WHAT THE EXERCISE ASKS: Repeat every line of the following material exactly.
---*---
use std::future::Future;
use std::time::Duration;

use crate::source::SourceError;

/// Bounded exponential backoff.
#[derive(Debug, Clone, Copy, PartialEq, Eq)]
pub struct RetryPolicy {
    /// Total attempts including the first one. At least 1.
    pub max_attempts: u32,
    pub base_delay: Duration,
    pub max_delay: Duration,
}

impl Default for RetryPolicy {
    fn default() -> Self {
        Self {
            max_attempts: 4,
            base_delay: Duration::from_millis(500),
            max_delay: Duration::from_secs(8),
        }
    }
}

impl RetryPolicy {
    /// Delay after failed attempt number `attempt` (1-based): base * 2^(attempt-1), capped.
    pub fn delay_for(&self, attempt: u32) -> Duration {
        let factor = 1u32.checked_shl(attempt.saturating_sub(1)).unwrap_or(u32::MAX);
        self.base_delay.saturating_mul(factor).min(self.max_delay)
    }

    /// Run `op` until it succeeds, fails permanently, or attempts run out.
    /// Returns the last error in the latter two cases.
    pub async fn run<T, F, Fut>(&self, what: &str, mut op: F) -> Result<T, SourceError>
    where
        F: FnMut() -> Fut,
        Fut: Future<Output = Result<T, SourceError>>,
    {
        let attempts = self.max_attempts.max(1);
        let mut attempt = 1;
        loop {
            match op().await {
                Ok(v) => return Ok(v),
                Err(e) if e.is_transient() && attempt < attempts => {
                    let delay = self.delay_for(attempt);
                    tracing::warn!(what, attempt, ?delay, error = %e, "retrying");
                    tokio::time::sleep(delay).await;
                    attempt += 1;
                }
                Err(e) => {
                    tracing::warn!(what, attempt, error = %e, "giving up");
                    return Err(e);
                }
            }
        }
    }
}

#[cfg(test)]
mod tests {
    use super::*;
    use std::sync::atomic::{AtomicU32, Ordering};

    fn fast(max_attempts: u32) -> RetryPolicy {
        RetryPolicy { max_attempts, base_delay: Duration::from_millis(1), max_delay: Duration::from_millis(2) }
    }

    #[test]
    fn delay_doubles_up_to_cap() {
        let p = RetryPolicy { max_attempts: 10, base_delay: Duration::from_millis(100), max_delay: Duration::from_secs(1) };
        assert_eq!(p.delay_for(1), Duration::from_millis(100));
        assert_eq!(p.delay_for(2), Duration::from_millis(200));
        assert_eq!(p.delay_for(4), Duration::from_millis(800));
        assert_eq!(p.delay_for(5), Duration::from_secs(1));
        assert_eq!(p.delay_for(64), Duration::from_secs(1));
    }

    #[tokio::test]
    async fn transient_errors_retry_until_success() {
        let calls = AtomicU32::new(0);
        let out = fast(3)
            .run("op", || async {
                if calls.fetch_add(1, Ordering::SeqCst) < 2 {
                    Err(SourceError::Transient("flaky".into()))
                } else {
                    Ok(7)
                }
            })
            .await;
        assert_eq!(out, Ok(7));
        assert_eq!(calls.load(Ordering::SeqCst), 3);
    }

    #[tokio::test]
    async fn attempts_are_bounded() {
        let calls = AtomicU32::new(0);
        let out: Result<(), _> = fast(3)
            .run("op", || async {
                calls.fetch_add(1, Ordering::SeqCst);
                Err(SourceError::Transient("down".into()))
            })
            .await;
        assert!(out.is_err());
        assert_eq!(calls.load(Ordering::SeqCst), 3);
    }

    #[tokio::test]
    async fn permanent_errors_are_not_retried() {
        let calls = AtomicU32::new(0);
        let out: Result<(), _> = fast(5)
            .run("op", || async {
                calls.fetch_add(1, Ordering::SeqCst);
                Err(SourceError::Permanent("403".into()))
            })
            .await;
        assert_eq!(out, Err(SourceError::Permanent("403".into())));
        assert_eq!(calls.load(Ordering::SeqCst), 1);
    }
}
---*---
ANSWER FOR THIS EXERCISE:
use std::future::Future;
use std::time::Duration;

use crate::source::SourceError;

/// Bounded exponential backoff.
#[derive(Debug, Clone, Copy, PartialEq, Eq)]
pub struct RetryPolicy {
    /// Total attempts including the first one. At least 1.
    pub max_attempts: u32,
    pub base_delay: Duration,
    pub max_delay: Duration,
}

impl Default for RetryPolicy {
    fn default() -> Self {
        Self {
            max_attempts: 4,
            base_delay: Duration::from_millis(500),
            max_delay: Duration::from_secs(8),
        }
    }
}

impl RetryPolicy {
    /// Delay after failed attempt number `attempt` (1-based): base * 2^(attempt-1), capped.
    pub fn delay_for(&self, attempt: u32) -> Duration {
        let factor = 1u32.checked_shl(attempt.saturating_sub(1)).unwrap_or(u32::MAX);
        self.base_delay.saturating_mul(factor).min(self.max_delay)
    }

    /// Run `op` until it succeeds, fails permanently, or attempts run out.
    /// Returns the last error in the latter two cases.
    pub async fn run<T, F, Fut>(&self, what: &str, mut op: F) -> Result<T, SourceError>
    where
        F: FnMut() -> Fut,
        Fut: Future<Output = Result<T, SourceError>>,
    {
        let attempts = self.max_attempts.max(1);
        let mut attempt = 1;
        loop {
            match op().await {
                Ok(v) => return Ok(v),
                Err(e) if e.is_transient() && attempt < attempts => {
                    let delay = self.delay_for(attempt);
                    tracing::warn!(what, attempt, ?delay, error = %e, "retrying");
                    tokio::time::sleep(delay).await;
                    attempt += 1;
                }
                Err(e) => {
                    tracing::warn!(what, attempt, error = %e, "giving up");
                    return Err(e);
                }
            }
        }
    }
}

#[cfg(test)]
mod tests {
    use super::*;
    use std::sync::atomic::{AtomicU32, Ordering};

    fn fast(max_attempts: u32) -> RetryPolicy {
        RetryPolicy { max_attempts, base_delay: Duration::from_millis(1), max_delay: Duration::from_millis(2) }
    }

    #[test]
    fn delay_doubles_up_to_cap() {
        let p = RetryPolicy { max_attempts: 10, base_delay: Duration::from_millis(100), max_delay: Duration::from_secs(1) };
        assert_eq!(p.delay_for(1), Duration::from_millis(100));
        assert_eq!(p.delay_for(2), Duration::from_millis(200));
        assert_eq!(p.delay_for(4), Duration::from_millis(800));
        assert_eq!(p.delay_for(5), Duration::from_secs(1));
        assert_eq!(p.delay_for(64), Duration::from_secs(1));
    }

    #[tokio::test]
    async fn transient_errors_retry_until_success() {
        let calls = AtomicU32::new(0);
        let out = fast(3)
            .run("op", || async {
                if calls.fetch_add(1, Ordering::SeqCst) < 2 {
                    Err(SourceError::Transient("flaky".into()))
                } else {
                    Ok(7)
                }
            })
            .await;
        assert_eq!(out, Ok(7));
        assert_eq!(calls.load(Ordering::SeqCst), 3);
    }

    #[tokio::test]
    async fn attempts_are_bounded() {
        let calls = AtomicU32::new(0);
        let out: Result<(), _> = fast(3)
            .run("op", || async {
                calls.fetch_add(1, Ordering::SeqCst);
                Err(SourceError::Transient("down".into()))
            })
            .await;
        assert!(out.is_err());
        assert_eq!(calls.load(Ordering::SeqCst), 3);
    }

    #[tokio::test]
    async fn permanent_errors_are_not_retried() {
        let calls = AtomicU32::new(0);
        let out: Result<(), _> = fast(5)
            .run("op", || async {
                calls.fetch_add(1, Ordering::SeqCst);
                Err(SourceError::Permanent("403".into()))
            })
            .await;
        assert_eq!(out, Err(SourceError::Permanent("403".into())));
        assert_eq!(calls.load(Ordering::SeqCst), 1);
    }
}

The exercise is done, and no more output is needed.